** Opening Provided information block **

//! Behavioral anomaly tracking.
//!
//! Records per-identity request patterns into the shared store and
//! derives a suspicion score in [0, 1] from the pattern window. The
//! score is never persisted; it is recomputed from the window on demand.
//! Recording is best-effort and must never block an admission decision.

use std::sync::Arc;

use log::debug;

use super::identity::Role;
use super::store::CounterStore;
use crate::models::BehaviorConfig;
use crate::utils::{format_store_key, now_millis};

/// One observed request, appended to the identity's rolling history.
#[derive(Debug, Clone)]
pub struct BehaviorPattern {
    pub identity_key: String,
    pub endpoint: String,
    pub method: String,
    pub timestamp_ms: i64,
}

pub struct BehavioralAnalyzer {
    store: Arc<dyn CounterStore>,
    config: BehaviorConfig,
}

impl BehavioralAnalyzer {
    pub fn new(store: Arc<dyn CounterStore>, config: BehaviorConfig) -> Self {
        Self { store, config }
    }

    /// Append a pattern to the identity's history. Failures are logged
    /// and swallowed; the history only feeds future decisions, never the
    /// current one.
    pub async fn record_pattern(&self, pattern: &BehaviorPattern) {
        let window_key = format_store_key("behavior", &pattern.identity_key);
        let endpoints_key = format_store_key("behavior:endpoints", &pattern.identity_key);
        let ttl = (self.config.window_ms / 1000) as u64 + 1;

        let result = async {
            self.store
                .increment(&window_key, pattern.timestamp_ms, 1)
                .await?;
            self.store
                .add_to_set(&endpoints_key, &pattern.endpoint)
                .await?;
            self.store.expire(&window_key, ttl).await?;
            self.store.expire(&endpoints_key, ttl).await
        }
        .await;

        if let Err(err) = result {
            debug!(
                "behavior recording failed for {}: {}",
                pattern.identity_key, err
            );
        }
    }

    /// Suspicion score in [0, 1].
    ///
    /// Monotonic by construction: the velocity term never decreases with
    /// request count, the diversity term only activates above the volume
    /// gate and grows as endpoint diversity narrows, and a threat-flagged
    /// geo profile adds a fixed amount. Store failures score 0.
    pub async fn suspicion_score(&self, identity_key: &str, role: Role, geo_threat: bool) -> f64 {
        self.suspicion_score_at(identity_key, role, geo_threat, now_millis())
            .await
    }

    pub(crate) async fn suspicion_score_at(
        &self,
        identity_key: &str,
        role: Role,
        geo_threat: bool,
        now_ms: i64,
    ) -> f64 {
        let window_key = format_store_key("behavior", identity_key);
        let endpoints_key = format_store_key("behavior:endpoints", identity_key);
        let window_start = now_ms - self.config.window_ms;

        let velocity = match self
            .store
            .count_in_window(&window_key, window_start, now_ms)
            .await
        {
            Ok(count) => count,
            Err(_) => return 0.0,
        };
        let distinct_endpoints = self
            .store
            .set_cardinality(&endpoints_key)
            .await
            .unwrap_or(0);

        let baseline = self.config.role_baselines.for_role(role) as f64;
        let velocity_term = 0.6 * (velocity as f64 / (4.0 * baseline)).min(1.0);

        let diversity_term = if velocity > self.config.volume_gate as u64 {
            let diversity_ratio = if velocity == 0 {
                1.0
            } else {
                (distinct_endpoints as f64 / velocity as f64).min(1.0)
            };
            0.25 * (1.0 - diversity_ratio)
        } else {
            0.0
        };

        let threat_term = if geo_threat { 0.15 } else { 0.0 };

        (velocity_term + diversity_term + threat_term).clamp(0.0, 1.0)
    }
}
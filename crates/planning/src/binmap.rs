//! Binary planning map derived from an occupancy grid.

use mapping::{Cell, GridMap, MappingError, OccGrid};
use nalgebra::Vector2;
use types::Pose;

/// Cell that is either free or obstacle. Untouched cells count as obstacle,
/// which makes unexplored space non-traversable by default.
#[derive(Debug, Clone, Copy, Default)]
pub struct BinaryCell {
    free: bool,
}

impl BinaryCell {
    pub fn set_free(&mut self, free: bool) {
        self.free = free;
    }
}

impl Cell for BinaryCell {
    fn value(&self) -> f64 {
        if self.free {
            1.0
        } else {
            -1.0
        }
    }

    fn is_occupied(&self) -> bool {
        !self.free
    }

    fn is_free(&self) -> bool {
        self.free
    }

    fn reset(&mut self) {
        self.free = false;
    }
}

/// Downsampled, obstacle-dilated boolean map.
#[derive(Debug, Clone)]
pub struct BinaryMap {
    grid: GridMap<BinaryCell>,
}

impl BinaryMap {
    /// Shrink `source` by `shrink_factor` and erode obstacles by
    /// `check_radius` meters: a binary cell is free only when every source
    /// cell in the corresponding area plus the radius is not occupied.
    pub fn from_occ_grid(
        source: &OccGrid,
        shrink_factor: usize,
        check_radius: f64,
    ) -> Result<Self, MappingError> {
        let size = [
            source.size_x() / shrink_factor,
            source.size_y() / shrink_factor,
        ];
        let cell_length = source.cell_length() * shrink_factor as f64;
        let offset = source.dims().top_left_offset();

        let mut grid = GridMap::<BinaryCell>::new(cell_length, size, offset)?;

        let cell_radius = (check_radius / source.cell_length()).ceil() as i64;
        let piece = shrink_factor as i64 + 2 * cell_radius;

        for j in 0..size[1] {
            for i in 0..size[0] {
                let x_min = i as i64 * shrink_factor as i64 - cell_radius;
                let y_min = j as i64 * shrink_factor as i64 - cell_radius;
                if piece_is_free(source, x_min, y_min, piece) {
                    grid.cell_mut(i, j).set_free(true);
                }
            }
        }

        Ok(Self { grid })
    }

    pub fn size_x(&self) -> usize {
        self.grid.size_x()
    }

    pub fn size_y(&self) -> usize {
        self.grid.size_y()
    }

    pub fn cell_length(&self) -> f64 {
        self.grid.cell_length()
    }

    pub fn index(&self, x: usize, y: usize) -> usize {
        self.grid.index(x, y)
    }

    pub fn is_free(&self, x: usize, y: usize) -> bool {
        self.grid.cell(x, y).is_free()
    }

    pub fn is_occupied(&self, x: usize, y: usize) -> bool {
        self.grid.cell(x, y).is_occupied()
    }

    pub fn is_occupied_by_index(&self, index: usize) -> bool {
        self.grid.cell_by_index(index).is_occupied()
    }

    pub fn point_out_of_map_bounds(&self, coords: Vector2<f64>) -> bool {
        self.grid.point_out_of_map_bounds(coords)
    }

    pub fn map_coords(&self, world: Vector2<f64>) -> Vector2<f64> {
        self.grid.map_coords(world)
    }

    pub fn map_coords_pose(&self, world_pose: Pose) -> Pose {
        self.grid.map_coords_pose(world_pose)
    }

    pub fn world_coords(&self, map: Vector2<f64>) -> Vector2<f64> {
        self.grid.world_coords(map)
    }
}

/// Whether a `size`-square piece of the source map starting at `(x_min,
/// y_min)` contains no occupied cell. Coordinates are clamped to the map.
fn piece_is_free(source: &OccGrid, x_min: i64, y_min: i64, size: i64) -> bool {
    let x_lo = x_min.max(0) as usize;
    let y_lo = y_min.max(0) as usize;
    let x_hi = ((x_min + size).max(0) as usize).min(source.size_x());
    let y_hi = ((y_min + size).max(0) as usize).min(source.size_y());

    for y in y_lo..y_hi {
        for x in x_lo..x_hi {
            if source.cell(x, y).is_occupied() {
                return false;
            }
        }
    }
    true
}
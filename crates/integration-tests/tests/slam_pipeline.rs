//! End-to-end: simulated LIDAR sweeps through the SLAM task, then planning
//! and storage on the produced map.

use mapping::MapRep;
use model::DiffDriveModel;
use planning::{AstarPlanner, PlannerConfig};
use sensors::FanOut;
use slam::{ScanConversion, SlamController, SlamState, SlamTaskConfig};
use std::sync::Arc;
use types::{LidarReading, OdometryReading, Pose};

/// Simulate one 360-degree sweep inside a square room of `half` meters
/// half-size, seen from `pose`.
fn simulated_sweep(pose: Pose, half: f64, beams: usize) -> Arc<LidarReading> {
    let distances = (0..beams)
        .map(|k| {
            // Beam angles run from -span/2 to +span/2 in the robot frame
            let beam_angle =
                -std::f64::consts::PI + k as f64 / (beams - 1) as f64 * std::f64::consts::TAU;
            let world_angle = pose.theta + beam_angle;
            let (s, c) = world_angle.sin_cos();

            let mut best = f64::INFINITY;
            for (wall, along, cos_like) in [
                (half - pose.x, pose.y, true),
                (-half - pose.x, pose.y, true),
                (half - pose.y, pose.x, false),
                (-half - pose.y, pose.x, false),
            ] {
                let denom = if cos_like { c } else { s };
                if denom.abs() < 1e-9 {
                    continue;
                }
                let t = wall / denom;
                if t <= 0.0 {
                    continue;
                }
                let lateral = if cos_like { along + t * s } else { along + t * c };
                if lateral.abs() <= half + 1e-9 {
                    best = best.min(t);
                }
            }
            best * 1000.0
        })
        .collect();
    Arc::new(LidarReading::new(distances, 360.0, 8000.0))
}

fn pipeline_config() -> SlamTaskConfig {
    SlamTaskConfig {
        robot: DiffDriveModel::new(0.4, 0.05, 200),
        conversion: ScanConversion::default(),
        use_odometry: true,
    }
}

#[tokio::test]
async fn test_map_builds_plans_and_roundtrips() {
    let lidar = FanOut::<Arc<LidarReading>>::new("lidar");
    let odometry = FanOut::<Arc<OdometryReading>>::new("odometry");

    let mut slam = SlamController::new();
    slam.initialize(MapRep::new_multi(0.1, 256, 256, [0.5, 0.5], 3).unwrap())
        .unwrap();
    if let Some(processor) = slam.processor_mut() {
        processor.set_update_factor_occupied(0.9);
    }

    let mut pose_rx = slam
        .start(pipeline_config(), lidar.subscribe(), odometry.subscribe())
        .unwrap();
    assert_eq!(slam.state(), SlamState::Running);

    // Feed a handful of stationary sweeps of a 4 m room
    for _ in 0..5 {
        lidar.publish(simulated_sweep(Pose::default(), 2.0, 180));
        pose_rx.changed().await.unwrap();
    }

    // The pose stays near the origin for a stationary robot
    let estimate = *pose_rx.borrow();
    assert!(estimate.pose.x.abs() < 0.3, "x drifted to {}", estimate.pose.x);
    assert!(estimate.pose.y.abs() < 0.3, "y drifted to {}", estimate.pose.y);

    slam.stop().await.unwrap();

    // The level-0 grid has walls and free interior
    let grid = slam.grids()[0].clone();
    {
        let grid = grid.read().unwrap();
        assert!(grid.map_extents().is_some());
        // Robot cell is known free space
        let origin = grid.map_coords_pose(Pose::default());
        assert!(grid.is_free(origin.x as usize, origin.y as usize));
    }

    // Plan inside the mapped room
    {
        let grid = grid.read().unwrap();
        let config = PlannerConfig {
            shrink_factor: 2,
            check_radius: 0.1,
            ..Default::default()
        };
        let mut planner = AstarPlanner::new(&grid, config).unwrap();
        let path = planner
            .plan_path(Pose::new(0.0, 0.0, 0.0), Pose::new(1.0, 1.0, 0.0))
            .unwrap();
        assert!(path.len() >= 2);
        assert!(path.length() >= 2.0f64.sqrt() - 0.3);
    }

    // Save, reload, compare probabilities on the finest level
    let dir = tempfile::tempdir().unwrap();
    let path = mapstore::map_file_path(dir.path(), "pipeline");
    let processor = slam.processor().unwrap();
    let mut meta = mapstore::MapMetaData::new("pipeline", "integration fixture");
    mapstore::save(processor.map_rep(), &mut meta, &path).unwrap();

    let loaded = mapstore::load(&path).unwrap();
    assert_eq!(loaded.map_rep.map_levels(), 3);
    let restored = loaded.map_rep.grid(0);
    let restored = restored.read().unwrap();
    let original = grid.read().unwrap();
    assert_eq!(restored.cell_count(), original.cell_count());
    for i in 0..original.cell_count() {
        assert_eq!(
            restored.probability_by_index(i),
            original.probability_by_index(i)
        );
    }
}

#[tokio::test]
async fn test_odometry_stream_consumed_and_shutdown_clean() {
    use std::time::{Duration, Instant};

    let lidar = FanOut::<Arc<LidarReading>>::new("lidar");
    let odometry = FanOut::<Arc<OdometryReading>>::new("odometry");

    let mut slam = SlamController::new();
    slam.initialize(MapRep::new_multi(0.1, 128, 128, [0.5, 0.5], 2).unwrap())
        .unwrap();
    let pose_rx = slam
        .start(pipeline_config(), lidar.subscribe(), odometry.subscribe())
        .unwrap();

    let t0 = Instant::now();
    let publish_at = |offset: u64, pulses: i32| {
        odometry.publish(Arc::new(OdometryReading {
            left_pulses: pulses,
            right_pulses: pulses,
            timestamp: t0 + Duration::from_millis(offset),
        }));
    };

    publish_at(0, 0);
    for i in 1..=5 {
        publish_at(i * 100, 100);
        tokio::time::sleep(Duration::from_millis(10)).await;
    }
    tokio::time::sleep(Duration::from_millis(50)).await;

    slam.stop().await.unwrap();
    drop(pose_rx);
}
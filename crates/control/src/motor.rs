//! Motor driver abstraction.

use std::sync::{Arc, Mutex};
use thiserror::Error;

#[derive(Error, Debug)]
pub enum MotorError {
    #[error("motor driver not connected")]
    NotConnected,
    #[error("speed out of range: {0}")]
    SpeedOutOfRange(f64),
    #[error("motor I/O error: {0}")]
    Io(String),
}

/// Abstraction over the motor hardware.
///
/// Implementations may be the serial driver itself or a layer above it
/// (easing, simulation). Speeds are references in `[-1, 1]` per wheel,
/// negative for reverse.
pub trait MotorDriver: Send {
    fn connect(&mut self) -> Result<(), MotorError>;
    fn disconnect(&mut self) -> Result<(), MotorError>;
    fn is_connected(&self) -> bool;
    fn set_speeds(&mut self, left: f64, right: f64) -> Result<(), MotorError>;
}

pub type SharedDriver = Arc<Mutex<dyn MotorDriver>>;

/// Driver that records the last commanded speeds. Stands in for hardware in
/// tests and simulation.
#[derive(Debug, Default)]
pub struct DummyDriver {
    connected: bool,
    last_speeds: (f64, f64),
}

impl DummyDriver {
    pub fn new() -> Self {
        Self {
            connected: true,
            last_speeds: (0.0, 0.0),
        }
    }

    pub fn last_speeds(&self) -> (f64, f64) {
        self.last_speeds
    }
}

impl MotorDriver for DummyDriver {
    fn connect(&mut self) -> Result<(), MotorError> {
        self.connected = true;
        Ok(())
    }

    fn disconnect(&mut self) -> Result<(), MotorError> {
        self.connected = false;
        Ok(())
    }

    fn is_connected(&self) -> bool {
        self.connected
    }

    fn set_speeds(&mut self, left: f64, right: f64) -> Result<(), MotorError> {
        if !self.connected {
            return Err(MotorError::NotConnected);
        }
        for speed in [left, right] {
            if !(-1.0..=1.0).contains(&speed) {
                return Err(MotorError::SpeedOutOfRange(speed));
            }
        }
        self.last_speeds = (left, right);
        Ok(())
    }
}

** Closing Provided information block **

■ Your goal: Look through the records and copy down every line that holds "MapRep".

■ Exercise response:
use mapping::MapRep;
    slam.initialize(MapRep::new_multi(0.1, 256, 256, [0.5, 0.5], 3).unwrap())
    slam.initialize(MapRep::new_multi(0.1, 128, 128, [0.5, 0.5], 2).unwrap())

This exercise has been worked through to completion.